I and the teachers present felt that this powerful story was a way for the group to exercise its substantial creative muscles in a way they often couldn't (and express things about their own identities), feeding off the stories I had told them. 

A few words on some of the speakers at the symposium who gave me food for thought around these concerns:

* Romana Turina's talk on the developing art of storytelling in computer games.  More recent games have characters with depth, interesting storylines, explore aspects of culture and society.  However, there is always a tension between genuine interactivity - that is, allowing the gamer to make his/her own decisions which affect the game - and making sure the storyline of the game is enacted.  This is hard to do and the results can be disappointing.  It is often, to date, the illusion of interactivity.

* A panel of speakers from Bolton University spoke on their innovative transmedia project 'Bolton Storyworld'. This a platform for student creativity, assessment, research, and marketing Bolton University itself.  It has included 120 writers, producers, actors and others; the 'storyworld' features live events, GPS interactive maps of Bolton, social media debates, Youtube programmes, and a website, all centred around a central storyline resembling the X-Files. 

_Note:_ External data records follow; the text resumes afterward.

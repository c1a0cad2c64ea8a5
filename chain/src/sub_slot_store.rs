// Copyright 2023 The Arbor Developers
//
// Licensed under the Apache License, Version 2.0 (the "License");
// you may not use this file except in compliance with the License.
// You may obtain a copy of the License at
//
//     http://www.apache.org/licenses/LICENSE-2.0
//
// Unless required by applicable law or agreed to in writing, software
// distributed under the License is distributed on an "AS IS" BASIS,
// WITHOUT WARRANTIES OR CONDITIONS OF ANY KIND, either express or implied.
// See the License for the specific language governing permissions and
// limitations under the License.

//! Transient storage for everything that lives between two peaks: finished
//! sub-slots, signage points, unfinished blocks, candidate blocks and
//! infusion points that arrived too early. Mutated only through its own
//! methods; all state is dropped or pruned as the peak advances.

use std::collections::HashMap;
use std::sync::{Arc, Mutex};

use lru_cache::LruCache;

use arbor_core::consensus::ConsensusConstants;
use arbor_core::core::{
	EndOfSubSlotBundle, Hash, Hashed, InfusionPointVdfs, SignagePoint, SubBlockRecord,
	UnfinishedBlock,
};

// Bound on the "seen unfinished" set; it is also cleared every 1000 blocks.
const SEEN_CACHE_SIZE: usize = 10_000;

struct SlotEntry {
	// end of slot that opened this sub-slot; None only for the first slot
	// of the chain
	eos: Option<EndOfSubSlotBundle>,
	// total iterations when this sub-slot began
	start_total_iters: u128,
	sps: Vec<Option<SignagePoint>>,
}

struct Inner {
	slots: Vec<SlotEntry>,
	seen_unfinished: LruCache<Hash, ()>,
	// unfinished blocks keyed by trunk hash
	unfinished: HashMap<Hash, (u32, UnfinishedBlock)>,
	// farmer candidates keyed by trunk hash
	candidates: HashMap<Hash, (u32, UnfinishedBlock)>,
	// infusion points waiting for their previous sub-block, keyed by the
	// reward chain challenge they infuse from
	future_ips: HashMap<Hash, Vec<InfusionPointVdfs>>,
}

/// Store for transient consensus objects, shared between the peak processor
/// and the timelord-facing handlers.
pub struct SubSlotStore {
	constants: Arc<ConsensusConstants>,
	inner: Mutex<Inner>,
}

impl SubSlotStore {
	/// A new store holding only the first, empty sub-slot.
	pub fn new(constants: Arc<ConsensusConstants>) -> SubSlotStore {
		let store = SubSlotStore {
			constants: constants.clone(),
			inner: Mutex::new(Inner {
				slots: vec![],
				seen_unfinished: LruCache::new(SEEN_CACHE_SIZE),
				unfinished: HashMap::new(),
				candidates: HashMap::new(),
				future_ips: HashMap::new(),
			}),
		};
		store.initialize_genesis_sub_slot();
		store
	}

	/// Reset the slot list to the single genesis sub-slot.
	pub fn initialize_genesis_sub_slot(&self) {
		let mut inner = self.inner.lock().unwrap();
		inner.slots = vec![SlotEntry {
			eos: None,
			start_total_iters: 0,
			sps: empty_sps(&self.constants),
		}];
	}

	fn slot_challenge(&self, entry: &SlotEntry) -> Hash {
		match entry.eos {
			Some(ref eos) => eos.challenge_chain.hash(),
			None => self.constants.first_cc_challenge,
		}
	}

	/// Number of sub-slots currently tracked.
	pub fn finished_sub_slots_len(&self) -> usize {
		self.inner.lock().unwrap().slots.len()
	}

	/// Record an unfinished partial hash as seen; true if it was seen
	/// before.
	pub fn seen_unfinished_block(&self, partial_hash: Hash) -> bool {
		let mut inner = self.inner.lock().unwrap();
		if inner.seen_unfinished.contains_key(&partial_hash) {
			return true;
		}
		inner.seen_unfinished.insert(partial_hash, ());
		false
	}

	/// Forget all seen unfinished partial hashes.
	pub fn clear_seen_unfinished_blocks(&self) {
		self.inner.lock().unwrap().seen_unfinished.clear();
	}

	/// Store an unfinished block under its trunk hash.
	pub fn add_unfinished_block(&self, sub_height: u32, block: UnfinishedBlock) {
		let mut inner = self.inner.lock().unwrap();
		inner
			.unfinished
			.insert(block.trunk_hash(), (sub_height, block));
	}

	/// Unfinished block for the given trunk hash.
	pub fn get_unfinished_block(&self, trunk_hash: &Hash) -> Option<UnfinishedBlock> {
		self.inner
			.lock()
			.unwrap()
			.unfinished
			.get(trunk_hash)
			.map(|(_, b)| b.clone())
	}

	/// Drop unfinished blocks below the given height.
	pub fn clear_unfinished_blocks_below(&self, sub_height: u32) {
		self.inner
			.lock()
			.unwrap()
			.unfinished
			.retain(|_, (h, _)| *h >= sub_height);
	}

	/// Store a farmer candidate block under its trunk hash.
	pub fn add_candidate_block(&self, sub_height: u32, block: UnfinishedBlock) {
		let mut inner = self.inner.lock().unwrap();
		inner
			.candidates
			.insert(block.trunk_hash(), (sub_height, block));
	}

	/// Candidate block for the given trunk hash.
	pub fn get_candidate_block(&self, trunk_hash: &Hash) -> Option<UnfinishedBlock> {
		self.inner
			.lock()
			.unwrap()
			.candidates
			.get(trunk_hash)
			.map(|(_, b)| b.clone())
	}

	/// Drop candidate blocks below the given height.
	pub fn clear_candidate_blocks_below(&self, sub_height: u32) {
		self.inner
			.lock()
			.unwrap()
			.candidates
			.retain(|_, (h, _)| *h >= sub_height);
	}

	/// Cache an infusion point whose previous sub-block is not known yet,
	/// keyed on the challenge it waits for.
	pub fn add_to_future_ip(&self, infusion: InfusionPointVdfs) {
		let mut inner = self.inner.lock().unwrap();
		inner
			.future_ips
			.entry(infusion.reward_chain_ip_vdf.challenge)
			.or_insert_with(Vec::new)
			.push(infusion);
	}

	fn drain_future_ips(inner: &mut Inner, challenge: &Hash) -> Vec<InfusionPointVdfs> {
		inner.future_ips.remove(challenge).unwrap_or_default()
	}

	/// Append a finished sub-slot if it chains from the last one we hold.
	/// `None` means duplicate or disconnected; otherwise the (possibly
	/// empty) list of cached infusion points that may now resolve.
	pub fn new_finished_sub_slot(
		&self,
		bundle: &EndOfSubSlotBundle,
		_peak: Option<&SubBlockRecord>,
	) -> Option<Vec<InfusionPointVdfs>> {
		let mut inner = self.inner.lock().unwrap();
		let bundle_hash = bundle.challenge_chain.hash();
		if inner
			.slots
			.iter()
			.any(|s| s.eos.as_ref().map(|e| e.challenge_chain.hash()) == Some(bundle_hash))
		{
			return None;
		}
		let (expected, last_start) = match inner.slots.last() {
			Some(last) => (self.slot_challenge(last), last.start_total_iters),
			None => (self.constants.first_cc_challenge, 0),
		};
		if bundle.challenge_chain.end_of_slot_vdf.challenge != expected {
			return None;
		}
		let start_total_iters =
			last_start + bundle.challenge_chain.end_of_slot_vdf.number_of_iterations as u128;
		inner.slots.push(SlotEntry {
			eos: Some(bundle.clone()),
			start_total_iters,
			sps: empty_sps(&self.constants),
		});
		let rc_hash = bundle.reward_chain.hash();
		Some(SubSlotStore::drain_future_ips(&mut inner, &rc_hash))
	}

	/// The finished sub-slot whose challenge chain hash is `challenge`,
	/// with its index and the total iterations at which the slot it opened
	/// began. `None` for the first slot of the chain.
	pub fn get_sub_slot(&self, challenge: &Hash) -> Option<(EndOfSubSlotBundle, usize, u128)> {
		let inner = self.inner.lock().unwrap();
		for (i, entry) in inner.slots.iter().enumerate() {
			if let Some(ref eos) = entry.eos {
				if eos.challenge_chain.hash() == *challenge {
					return Some((eos.clone(), i, entry.start_total_iters));
				}
			}
		}
		None
	}

	/// Insert a signage point into its sub-slot. Idempotent; false when the
	/// slot is unknown or the index is out of range.
	pub fn new_signage_point(&self, index: u8, sp: SignagePoint) -> bool {
		if index as usize >= self.constants.num_sps_sub_slot as usize {
			return false;
		}
		let challenge = match sp.cc_vdf {
			Some(ref vdf) => vdf.challenge,
			// at index 0 the slot itself is the signage point
			None => return true,
		};
		let mut inner = self.inner.lock().unwrap();
		for entry in inner.slots.iter_mut() {
			let slot_challenge = match entry.eos {
				Some(ref eos) => eos.challenge_chain.hash(),
				None => self.constants.first_cc_challenge,
			};
			if slot_challenge == challenge {
				entry.sps[index as usize] = Some(sp);
				return true;
			}
		}
		false
	}

	/// Signage point previously stored for the slot and index.
	pub fn get_signage_point(&self, challenge: &Hash, index: u8) -> Option<SignagePoint> {
		let inner = self.inner.lock().unwrap();
		for entry in &inner.slots {
			let slot_challenge = match entry.eos {
				Some(ref eos) => eos.challenge_chain.hash(),
				None => self.constants.first_cc_challenge,
			};
			if slot_challenge == *challenge {
				return entry.sps.get(index as usize).cloned().flatten();
			}
		}
		None
	}

	/// Update the slot list for a new peak. Slots the peak has moved past
	/// are pruned; on a non-trivial fork the list is rebuilt from the slots
	/// around the peak. Returns any queued end-of-slot that is now the one
	/// following the peak's slot, plus cached infusion points chaining from
	/// the peak's infusion.
	pub fn new_peak(
		&self,
		record: &SubBlockRecord,
		sp_sub_slot: Option<&EndOfSubSlotBundle>,
		ip_sub_slot: Option<&EndOfSubSlotBundle>,
		fork_is_nontrivial: bool,
	) -> (Option<EndOfSubSlotBundle>, Vec<InfusionPointVdfs>) {
		let ip_slot_start = record.ip_sub_slot_total_iters(&self.constants);
		let mut inner = self.inner.lock().unwrap();

		let have_peak_slot = inner
			.slots
			.iter()
			.any(|s| s.start_total_iters == ip_slot_start);

		if fork_is_nontrivial || !have_peak_slot {
			let mut slots = vec![];
			if record.overflow && sp_sub_slot.map(|s| s.challenge_chain.hash())
				!= ip_sub_slot.map(|s| s.challenge_chain.hash())
			{
				slots.push(SlotEntry {
					eos: sp_sub_slot.cloned(),
					start_total_iters: record.sp_sub_slot_total_iters(&self.constants),
					sps: empty_sps(&self.constants),
				});
			}
			slots.push(SlotEntry {
				eos: ip_sub_slot.cloned(),
				start_total_iters: ip_slot_start,
				sps: empty_sps(&self.constants),
			});
			inner.slots = slots;
		} else {
			inner.slots.retain(|s| s.start_total_iters >= ip_slot_start);
		}

		let added_eos = inner
			.slots
			.iter()
			.find(|s| s.start_total_iters > ip_slot_start)
			.and_then(|s| s.eos.clone());
		let new_ips =
			SubSlotStore::drain_future_ips(&mut inner, &record.reward_infusion_new_challenge);
		(added_eos, new_ips)
	}

	/// Follow end-of-slot links backwards from a reward chain challenge,
	/// mapping it through any empty sub-slots to the infusion challenge
	/// they started from.
	pub fn unwind_rc_challenge(&self, target: Hash) -> Hash {
		let inner = self.inner.lock().unwrap();
		let mut target = target;
		for entry in inner.slots.iter().rev() {
			if let Some(ref eos) = entry.eos {
				if eos.reward_chain.hash() == target {
					target = eos.reward_chain.end_of_slot_vdf.challenge;
				}
			}
		}
		target
	}

	/// Rebuild the finished sub-slot list a block sitting on `prev_sb` must
	/// embed: every end of slot that closed after the prev's infusion, up to
	/// the slot the proof of space answers (one further for overflows).
	pub fn get_finished_sub_slots(
		&self,
		prev_sb: Option<&SubBlockRecord>,
		pos_ss_cc_challenge: &Hash,
		overflow: bool,
	) -> Vec<EndOfSubSlotBundle> {
		let threshold = prev_sb.map(|p| p.total_iters).unwrap_or(0);
		let inner = self.inner.lock().unwrap();
		let mut out = vec![];
		let mut target_seen = false;
		for entry in &inner.slots {
			if let Some(ref eos) = entry.eos {
				if entry.start_total_iters <= threshold {
					continue;
				}
				if target_seen {
					// one extra slot for the overflow infusion
					out.push(eos.clone());
					break;
				}
				out.push(eos.clone());
				if eos.challenge_chain.hash() == *pos_ss_cc_challenge {
					if !overflow {
						break;
					}
					target_seen = true;
				}
			}
		}
		out
	}
}

fn empty_sps(constants: &ConsensusConstants) -> Vec<Option<SignagePoint>> {
	vec![None; constants.num_sps_sub_slot as usize]
}
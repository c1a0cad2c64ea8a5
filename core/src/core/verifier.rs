// Copyright 2023 The Arbor Developers
//
// Licensed under the Apache License, Version 2.0 (the "License");
// you may not use this file except in compliance with the License.
// You may obtain a copy of the License at
//
//     http://www.apache.org/licenses/LICENSE-2.0
//
// Unless required by applicable law or agreed to in writing, software
// distributed under the License is distributed on an "AS IS" BASIS,
// WITHOUT WARRANTIES OR CONDITIONS OF ANY KIND, either express or implied.
// See the License for the specific language governing permissions and
// limitations under the License.

//! Seams for the cryptographic collaborators. The chain pipeline is
//! parameterized over these traits the same way it is over its stores; the
//! actual classgroup, plot and BLS routines live outside this repository.

use std::sync::Arc;

use crate::core::hash::Hash;
use crate::core::proof::ProofOfSpace;
use crate::core::vdf::{VdfInfo, VdfProof};

/// Proof-of-space verification. Returns the number of VDF iterations the
/// proof quality requires before the block can be infused, or `None` if the
/// proof does not verify for the challenge.
pub trait ProofOfSpaceVerify: Send + Sync {
	/// Verify the proof against the challenge and derive `required_iters`.
	fn required_iters(
		&self,
		pos: &ProofOfSpace,
		challenge: &Hash,
		signage_point_index: u8,
	) -> Option<u64>;
}

/// Verifies a VDF output against its witness.
pub trait VdfVerify: Send + Sync {
	/// True if the proof is a valid witness for the claimed VDF output.
	fn verify(&self, info: &VdfInfo, proof: &VdfProof) -> bool;
}

/// Verifies BLS signatures (foliage, pool and signage-point signatures).
pub trait BlsVerify: Send + Sync {
	/// True if `signature` is valid for `message` under `public_key`.
	fn verify(&self, public_key: &[u8], message: &[u8], signature: &[u8]) -> bool;
}

/// The bundle of verifiers injected into the chain pipeline.
#[derive(Clone)]
pub struct Verifiers {
	/// Proof-of-space collaborator.
	pub pospace: Arc<dyn ProofOfSpaceVerify>,
	/// VDF collaborator.
	pub vdf: Arc<dyn VdfVerify>,
	/// BLS signature collaborator.
	pub bls: Arc<dyn BlsVerify>,
}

Two things really interested me about this project.  Firstly, the difficulty of balancing the need for a strong storyline with the often chaotic demands of interactivity - as with computer games.  Krishna Stott of the creative agency Bellyfeel showed a graph (right) which shows that the storyworld needs a boundary and the main plot needs to be preeminent, no matter how much 'granular content' you have spinning off from it.  This granular content is not really going to affect the central plot itself, in most cases.  So you mustn't raise false hopes.

Secondly, the inspiring academic leader of the project, Anna Zaluczkowska (who, I was delighted to hear from her accent, is Northern Irish!), talked about how most of the students were much more focused on the quality and arc of the central storyline, than on the postmodern, fragmented, multiple-interpretation potential of it. 

I often hear that young people are instinctively postmodern, living as they do in a relativistic, multimedia world.  And yet, my experience confirms that following a single, unified storyline still holds a unique power.  A group of fragile young people in one of my workshops yesterday were discussing 'Peter Pan'.  One of them said she had heard 'the real story' - that Peter Pan was a malevolent child-snatcher and the pirates were grown-up Lost Boys whom he had never allowed to escape (I think she has picked up on some of the psychoanalytical criticism of J.M. Barrie's book of the last few decades!).  The others, in one voice, protested that she had 'ruined it for them'; that they had loved that book so much.  I suggested they could still love the version they had read or seen, despite hearing another interpretation?  No! they cried unanimously.  They believed in that truth of that story - in some sense it wasn't a story at all, but a form of reality. 

I remember this black-and-white state of mind from my own adolescence.  And isn't this, in fact, what the question 'Was that a true story?' is getting at?  Is this a statement of reality which I can have faith in, and use to move around in? 

So, to wrap this up: I scribbled on my notes 'Let young people play me like a computer game!'  Maybe a storyteller can be a genuinely interactive thing.  The group who invented 'Mr Imagination' could develop a bit more of his story together, then send me away to work it up into a developed story.  I could return for their critique and they could send me off down other paths.  A sort of 'Choose Your Own Adventure'.  Because surely it is an important lesson for a storyteller to teach that we can create our own stories; they are not handed down from the sky.  You can still enjoy Peter Pan, or tell your own version which is safe from the predations of the world if you decide to make it so.  And that could really make you stronger.

Thursday, 5 June 2014

What stories do teenagers tell?

Last week I was musing about what stories teenagers enjoy listening to.  But what about the stories they tell - either in response to stories I tell, or more informally in other parts of a workshop?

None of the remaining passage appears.